Two lines in the data below mark the range: the one with "Err(BridgeError::LoopPanicked)" and the one with "that stopped cleanly.". Return both, along with every line between them, exactly.

Data supplied below:

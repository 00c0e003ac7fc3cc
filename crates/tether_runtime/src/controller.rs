//! # Loop Controller
//!
//! The UI-facing object. Owns the execution thread and the shared bridge,
//! and turns host notifications into queued events.
//!
//! Control calls (`start`, `stop`) are serialized by one lock; `report_*`
//! calls never take it and never wait for the loop, except
//! [`report_surface_destroyed_and_wait`](LoopController::report_surface_destroyed_and_wait).
//!
//! ```text
//! Stopped ──start()──> Starting ──thread ready──> Running
//!    ^                    │                          │
//!    └──── init failed ───┘                       stop()
//!    │                                               v
//!    └───────────────── joined ─────────────── StopRequested
//! ```

use std::cell::Cell;
use std::sync::Arc;
use std::thread::{self, JoinHandle};

use crossbeam_channel::bounded;
use parking_lot::Mutex;
use tether_core::{
    Event, NativeWindow, QueueStats, Surface, SurfaceRelease, SurfaceSize, TouchInput, TouchPhase,
};

use crate::config::BridgeConfig;
use crate::driver::{DriverFactory, FrameDriver};
use crate::engine;
use crate::error::{BridgeError, BridgeResult, FrameError};
use crate::execution_loop::{ExecutionLoop, LoopReport};
use crate::shared::SharedBridge;

thread_local! {
    /// Identity of the bridge whose loop runs on this thread, or 0.
    static LOOP_OWNER: Cell<usize> = const { Cell::new(0) };
}

type LoopThread = JoinHandle<BridgeResult<LoopReport>>;

/// Run state of the execution thread as seen by the UI side.
#[derive(Debug, Clone, Copy, PartialEq, Eq, Hash)]
pub enum RunState {
    /// No thread.
    Stopped,
    /// Thread spawned, driver being built.
    Starting,
    /// Loop running.
    Running,
    /// Stop queued, joining.
    StopRequested,
}

impl RunState {
    /// Name for logs.
    #[must_use]
    pub const fn as_str(self) -> &'static str {
        match self {
            Self::Stopped => "stopped",
            Self::Starting => "starting",
            Self::Running => "running",
            Self::StopRequested => "stop_requested",
        }
    }
}

/// Starts, stops and feeds one execution loop.
pub struct LoopController {
    config: BridgeConfig,
    shared: Arc<SharedBridge>,
    factory: DriverFactory,
    control: Mutex<Option<LoopThread>>,
    state: Mutex<RunState>,
    last_report: Mutex<Option<LoopReport>>,
    last_error: Mutex<Option<BridgeError>>,
}

impl LoopController {
    /// Creates a stopped controller. `factory` builds a fresh driver at the
    /// start of every run, on the execution thread.
    ///
    /// # Errors
    ///
    /// [`BridgeError::InvalidConfig`] if `config` does not validate.
    pub fn new<F>(config: BridgeConfig, factory: F) -> BridgeResult<Self>
    where
        F: Fn() -> Result<Box<dyn FrameDriver>, FrameError> + Send + Sync + 'static,
    {
        config.validate()?;
        Ok(Self {
            config,
            shared: Arc::new(SharedBridge::new()),
            factory: Arc::new(factory),
            control: Mutex::new(None),
            state: Mutex::new(RunState::Stopped),
            last_report: Mutex::new(None),
            last_error: Mutex::new(None),
        })
    }

    /// Spawns the execution thread and returns once it is running.
    ///
    /// If a loop is already running it is stopped first, so at most one
    /// thread ever consumes the queue.
    ///
    /// # Errors
    ///
    /// - [`BridgeError::EngineNotInitialized`] before [`engine::initialize`].
    /// - [`BridgeError::ThreadStart`] if the thread or its driver cannot be
    ///   created. The state is back to `Stopped`.
    /// - [`BridgeError::InvalidStateTransition`] when called from the
    ///   execution thread.
    pub fn start(&self) -> BridgeResult<()> {
        self.reject_on_loop_thread(RunState::Running)?;
        engine::ensure_initialized()?;

        let mut control = self.control.lock();
        if control.is_some() {
            tracing::info!("start() while running; restarting loop");
            if let Err(e) = self.stop_locked(&mut control) {
                tracing::warn!(error = %e, "previous run ended with an error; see last_error()");
            }
        }

        self.set_state(RunState::Starting);
        let (ready_tx, ready_rx) = bounded::<BridgeResult<()>>(1);
        let config = self.config.clone();
        let shared = Arc::clone(&self.shared);
        let factory = Arc::clone(&self.factory);
        let owner = self.owner_id();

        let spawned = thread::Builder::new()
            .name(self.config.thread_name.clone())
            .spawn(move || {
                LOOP_OWNER.with(|cell| cell.set(owner));
                let driver = match factory() {
                    Ok(driver) => driver,
                    Err(e) => {
                        let err = BridgeError::ThreadStart(e.to_string());
                        let _ = ready_tx.send(Err(err.clone()));
                        return Err(err);
                    }
                };
                let execution = ExecutionLoop::new(&config, shared, driver);
                let _ = ready_tx.send(Ok(()));
                drop(ready_tx);
                execution.run()
            });

        let handle = match spawned {
            Ok(handle) => handle,
            Err(e) => {
                tracing::error!(error = %e, "failed to spawn execution thread");
                self.set_state(RunState::Stopped);
                return Err(BridgeError::ThreadStart(e.to_string()));
            }
        };

        match ready_rx.recv() {
            Ok(Ok(())) => {
                *control = Some(handle);
                self.set_state(RunState::Running);
                tracing::info!(thread = %self.config.thread_name, "execution loop running");
                Ok(())
            }
            Ok(Err(err)) => {
                let _ = handle.join();
                tracing::error!(error = %err, "execution thread failed to initialize");
                self.set_state(RunState::Stopped);
                Err(err)
            }
            Err(_) => {
                // Sender dropped without a word: the thread died during init
                let err = match handle.join() {
                    Ok(Err(e)) => e,
                    Ok(Ok(_)) => {
                        BridgeError::ThreadStart("execution thread exited before ready".into())
                    }
                    Err(_) => BridgeError::LoopPanicked,
                };
                tracing::error!(error = %err, "execution thread failed to initialize");
                self.set_state(RunState::Stopped);
                Err(err)
            }
        }
    }

    /// Requests Stop and joins the thread.
    ///
    /// Returns the run's counters, or `None` if nothing was running.
    /// Idempotent.
    ///
    /// # Errors
    ///
    /// - The error that ended the loop, if it failed on its own
    ///   ([`BridgeError::LoopFailed`] or [`BridgeError::LoopPanicked`]).
    /// - [`BridgeError::InvalidStateTransition`] when called from the
    ///   execution thread, which cannot join itself.
    pub fn stop(&self) -> BridgeResult<Option<LoopReport>> {
        self.reject_on_loop_thread(RunState::Stopped)?;
        let mut control = self.control.lock();
        self.stop_locked(&mut control)
    }

    fn stop_locked(&self, slot: &mut Option<LoopThread>) -> BridgeResult<Option<LoopReport>> {
        let Some(handle) = slot.take() else {
            tracing::debug!("stop() with no loop running");
            return Ok(None);
        };

        self.set_state(RunState::StopRequested);
        self.shared.queue().push(Event::Stop);
        let joined = handle.join();
        // A loop that ended on its own never consumed this Stop
        self.shared.queue().purge(|event| matches!(event, Event::Stop));
        self.set_state(RunState::Stopped);

        let outcome = match joined {
            Ok(Ok(report)) => {
                tracing::info!(
                    presented = report.frames_presented,
                    skipped = report.frames_skipped,
                    failed = report.frames_failed,
                    "execution loop joined"
                );
                *self.last_report.lock() = Some(report);
                Ok(Some(report))
            }
            Ok(Err(err)) => {
                tracing::error!(error = %err, "execution loop ended with an error");
                Err(err)
            }
            Err(_) => {
                tracing::error!("execution thread panicked");
                Err(BridgeError::LoopPanicked)
            }
        };
        if let Err(err) = &outcome {
            *self.last_error.lock() = Some(err.clone());
        }
        outcome
    }

    fn reject_on_loop_thread(&self, requested: RunState) -> BridgeResult<()> {
        if self.on_loop_thread() {
            let from = self.run_state();
            tracing::error!(
                from = from.as_str(),
                requested = requested.as_str(),
                "control call from the execution thread"
            );
            return Err(BridgeError::InvalidStateTransition { from, requested });
        }
        Ok(())
    }

    fn on_loop_thread(&self) -> bool {
        LOOP_OWNER.with(Cell::get) == self.owner_id()
    }

    fn owner_id(&self) -> usize {
        Arc::as_ptr(&self.shared) as usize
    }

    fn set_state(&self, next: RunState) {
        let mut state = self.state.lock();
        if *state != next {
            tracing::debug!(from = state.as_str(), to = next.as_str(), "run state");
            *state = next;
        }
    }

    // =========================================================================
    // Queries
    // =========================================================================

    /// Current run state.
    #[must_use]
    pub fn run_state(&self) -> RunState {
        *self.state.lock()
    }

    /// True while a loop is running.
    #[must_use]
    pub fn is_running(&self) -> bool {
        self.run_state() == RunState::Running
    }

    /// True if the loop thread exited on its own and is waiting to be
    /// joined by `stop()`.
    #[must_use]
    pub fn has_terminated(&self) -> bool {
        self.control
            .lock()
            .as_ref()
            .is_some_and(JoinHandle::is_finished)
    }

    /// Counters from the last run that stopped cleanly.
    #[must_use]
    pub fn last_report(&self) -> Option<LoopReport> {
        *self.last_report.lock()
    }

    /// The error that ended the last run that failed on its own. Kept across
    /// restarts, so a failure swallowed by `start()` is still visible here.
    #[must_use]
    pub fn last_error(&self) -> Option<BridgeError> {
        self.last_error.lock().clone()
    }

    /// Snapshot of the bound surface.
    #[must_use]
    pub fn surface(&self) -> Option<Surface> {
        self.shared.surface().current()
    }

    /// Queue counters.
    #[must_use]
    pub fn queue_stats(&self) -> QueueStats {
        self.shared.queue().stats()
    }

    /// The configuration this controller runs with.
    #[must_use]
    pub fn config(&self) -> &BridgeConfig {
        &self.config
    }

    /// The shared queue and surface slot.
    #[must_use]
    pub fn shared(&self) -> &Arc<SharedBridge> {
        &self.shared
    }

    // =========================================================================
    // Host notifications (UI thread)
    // =========================================================================

    /// The host created a drawable window.
    pub fn report_surface_created(&self, window: Arc<dyn NativeWindow>, width: u32, height: u32) {
        let size = SurfaceSize::new(width, height);
        tracing::debug!(%size, "host: surface created");
        self.shared.queue().push(Event::SurfaceCreated { window, size });
    }

    /// The host window changed size.
    pub fn report_surface_changed(&self, width: u32, height: u32) {
        let size = SurfaceSize::new(width, height);
        tracing::trace!(%size, "host: surface changed");
        self.shared.queue().push(Event::SurfaceChanged(size));
    }

    /// The host window is going away. Free it only once the returned ticket
    /// is released.
    pub fn report_surface_destroyed(&self) -> SurfaceRelease {
        tracing::debug!("host: surface destroyed");
        self.shared.push_surface_destroyed()
    }

    /// Like [`report_surface_destroyed`](Self::report_surface_destroyed),
    /// but blocks until the loop has let go of the window.
    pub fn report_surface_destroyed_and_wait(&self) {
        let ticket = self.report_surface_destroyed();
        if self.on_loop_thread() {
            tracing::warn!("surface destroyed from the execution thread; not waiting");
            return;
        }
        ticket.wait();
    }

    /// The host asked for a fresh frame.
    pub fn report_redraw_needed(&self) {
        self.shared.queue().push(Event::SurfaceRedrawNeeded);
    }

    /// One touch sample.
    pub fn report_touch(&self, pointer_id: i32, phase: TouchPhase, x: f32, y: f32) {
        self.shared.queue().push(Event::Touch(TouchInput {
            pointer_id,
            phase,
            x,
            y,
        }));
    }

    /// Host activity moved to the foreground.
    pub fn report_resumed(&self) {
        tracing::debug!("host: resumed");
        self.shared.queue().push(Event::Resumed);
    }

    /// Host activity moved to the background.
    pub fn report_paused(&self) {
        tracing::debug!("host: paused");
        self.shared.queue().push(Event::Paused);
    }
}

impl Drop for LoopController {
    fn drop(&mut self) {
        if self.on_loop_thread() {
            // The thread cannot join itself: queue Stop and let it exit after
            // the current frame
            if self.control.get_mut().take().is_some() {
                tracing::warn!("controller dropped on the execution thread; loop detached");
                self.shared.queue().push(Event::Stop);
            }
            self.set_state(RunState::Stopped);
            return;
        }
        if let Err(e) = self.stop() {
            tracing::warn!(error = %e, "execution loop did not stop cleanly on drop");
        }
    }
}

impl std::fmt::Debug for LoopController {
    fn fmt(&self, f: &mut std::fmt::Formatter<'_>) -> std::fmt::Result {
        f.debug_struct("LoopController")
            .field("state", &self.run_state())
            .field("config", &self.config)
            .field("shared", &self.shared)
            .finish_non_exhaustive()
    }
}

End of Data supplied.

* Problem solution *
                Err(BridgeError::LoopPanicked)
            }
        };
        if let Err(err) = &outcome {
            *self.last_error.lock() = Some(err.clone());
        }
        outcome
    }

    fn reject_on_loop_thread(&self, requested: RunState) -> BridgeResult<()> {
        if self.on_loop_thread() {
            let from = self.run_state();
            tracing::error!(
                from = from.as_str(),
                requested = requested.as_str(),
                "control call from the execution thread"
            );
            return Err(BridgeError::InvalidStateTransition { from, requested });
        }
        Ok(())
    }

    fn on_loop_thread(&self) -> bool {
        LOOP_OWNER.with(Cell::get) == self.owner_id()
    }

    fn owner_id(&self) -> usize {
        Arc::as_ptr(&self.shared) as usize
    }

    fn set_state(&self, next: RunState) {
        let mut state = self.state.lock();
        if *state != next {
            tracing::debug!(from = state.as_str(), to = next.as_str(), "run state");
            *state = next;
        }
    }

    // =========================================================================
    // Queries
    // =========================================================================

    /// Current run state.
    #[must_use]
    pub fn run_state(&self) -> RunState {
        *self.state.lock()
    }

    /// True while a loop is running.
    #[must_use]
    pub fn is_running(&self) -> bool {
        self.run_state() == RunState::Running
    }

    /// True if the loop thread exited on its own and is waiting to be
    /// joined by `stop()`.
    #[must_use]
    pub fn has_terminated(&self) -> bool {
        self.control
            .lock()
            .as_ref()
            .is_some_and(JoinHandle::is_finished)
    }

    /// Counters from the last run that stopped cleanly.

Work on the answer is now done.